French dressmaker and anarchist songwriter (1848–1920)

Louise Pioger, also known as Louise Quitrime (or Quitrine), was born on , in Mezières-sous-Ballon, France, and died on in Garches. She was a woman laborer in the clothing and textile industry. She made waistcoats and was also an anarchist author and communard active with Women in the Paris Commune. She is known for her nursery rhymes book titled Rondes pour récréations enfantines, which was for a long time wrongly attributed to Louise Michel.

== Biography ==
Pioger was a dressmaker by profession. She made waistcoats. She married Alphonse Pierre Lefèvre, tailor, on January 7, 1868, in Ballon (Sarthe). They had two daughters. Widowed in 1884, Pioger partnered with Louis Duprat, a tailor, and anarchist, who became a wine merchant and barkeeper in Paris on rue Joquelet and then later 11 rue Ramey in the 18th arrondissement in 1893. Pioger became the manager of this cabaret at 11 rue Ramey.
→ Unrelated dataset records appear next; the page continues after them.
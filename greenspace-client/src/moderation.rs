//! Text moderation for reviews and feedback
//!
//! Two providers are consulted: the OpenAI moderation endpoint and
//! Google Perspective (TOXICITY). Text is flagged if either flags it.
//! One provider failing is tolerated as long as the other answered.

use serde_json::{Value, json};

use crate::config::ModerationConfig;
use crate::error::{ClientError, ClientResult};

const OPENAI_URL: &str = "https://api.openai.com/v1/moderations";
const PERSPECTIVE_URL: &str = "https://commentanalyzer.googleapis.com/v1alpha1/comments:analyze";

/// Combined moderation result
#[derive(Debug, Clone, Default, PartialEq)]
pub struct ModerationVerdict {
    pub flagged: bool,
    /// OpenAI categories that triggered
    pub categories: Vec<String>,
    /// Perspective TOXICITY summary score
    pub toxicity: Option<f64>,
}

/// Flagged categories from an OpenAI moderation response, or `None`
/// when the body has no result.
pub fn parse_openai_response(body: &Value) -> Option<(bool, Vec<String>)> {
    let result = body.get("results")?.get(0)?;
    let flagged = result.get("flagged")?.as_bool()?;
    let mut categories: Vec<String> = result
        .get("categories")
        .and_then(Value::as_object)
        .map(|cats| {
            cats.iter()
                .filter(|(_, hit)| hit.as_bool() == Some(true))
                .map(|(name, _)| name.clone())
                .collect()
        })
        .unwrap_or_default();
    categories.sort();
    Some((flagged, categories))
}

/// TOXICITY summary score from a Perspective response.
pub fn parse_perspective_response(body: &Value) -> Option<f64> {
    body.pointer("/attributeScores/TOXICITY/summaryScore/value")?
        .as_f64()
}

/// Moderation client
#[derive(Debug, Clone)]
pub struct ModerationClient {
    client: reqwest::Client,
    config: ModerationConfig,
}

impl ModerationClient {
    pub fn new(config: ModerationConfig) -> Self {
        Self {
            client: reqwest::Client::new(),
            config,
        }
    }

    async fn openai(&self, key: &str, text: &str) -> ClientResult<(bool, Vec<String>)> {
        let body: Value = self
            .client
            .post(OPENAI_URL)
            .bearer_auth(key)
            .json(&json!({ "input": text }))
            .send()
            .await?
            .error_for_status()?
            .json()
            .await?;
        parse_openai_response(&body)
            .ok_or_else(|| ClientError::Moderation("malformed OpenAI response".into()))
    }

    async fn perspective(&self, key: &str, text: &str) -> ClientResult<f64> {
        let body: Value = self
            .client
            .post(PERSPECTIVE_URL)
            .query(&[("key", key)])
            .json(&json!({
                "comment": { "text": text },
                "languages": ["vi", "en"],
                "requestedAttributes": { "TOXICITY": {} },
            }))
            .send()
            .await?
            .error_for_status()?
            .json()
            .await?;
        parse_perspective_response(&body)
            .ok_or_else(|| ClientError::Moderation("malformed Perspective response".into()))
    }

    /// Check `text` against every configured provider.
    pub async fn check(&self, text: &str) -> ClientResult<ModerationVerdict> {
        let text = text.trim();
        if text.is_empty() {
            return Ok(ModerationVerdict::default());
        }

        let openai = async {
            match self.config.openai_api_key.as_deref() {
                Some(key) => Some(self.openai(key, text).await),
                None => None,
            }
        };
        let perspective = async {
            match self.config.perspective_api_key.as_deref() {
                Some(key) => Some(self.perspective(key, text).await),
                None => None,
            }
        };
        let (openai, perspective) = tokio::join!(openai, perspective);
        combine(openai, perspective, self.config.toxicity_threshold)
    }
}

/// Merge provider answers. `None` means the provider is not configured.
fn combine(
    openai: Option<ClientResult<(bool, Vec<String>)>>,
    perspective: Option<ClientResult<f64>>,
    threshold: f64,
) -> ClientResult<ModerationVerdict> {
    let mut verdict = ModerationVerdict::default();
    let mut answered = false;
    let mut failures = Vec::new();

    match openai {
        Some(Ok((flagged, categories))) => {
            answered = true;
            verdict.flagged |= flagged;
            verdict.categories = categories;
        }
        Some(Err(e)) => {
            tracing::warn!(error = %e, "OpenAI moderation failed");
            failures.push(e.to_string());
        }
        None => {}
    }
    match perspective {
        Some(Ok(score)) => {
            answered = true;
            verdict.flagged |= score >= threshold;
            verdict.toxicity = Some(score);
        }
        Some(Err(e)) => {
            tracing::warn!(error = %e, "Perspective moderation failed");
            failures.push(e.to_string());
        }
        None => {}
    }

    if !answered && !failures.is_empty() {
        return Err(ClientError::Moderation(failures.join("; ")));
    }
    if !answered {
        tracing::debug!("No moderation provider configured");
    }
    Ok(verdict)
}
One of her daughters married Benoît Morel, and the other one Jules Lebailleur, both Parisian anarchists. Pioger made no secret of her anarchist beliefs although she believed that they would be created by persuasion rather that militant acts.

The cabaret on rue Ramey was known to be visited by anarchists and was closely monitored by the Paris police. Pioger and  Louis Duprat had to go into exile and settled for some time in London, in the Soho district. There again they got close to the anarchist circles of the English capital.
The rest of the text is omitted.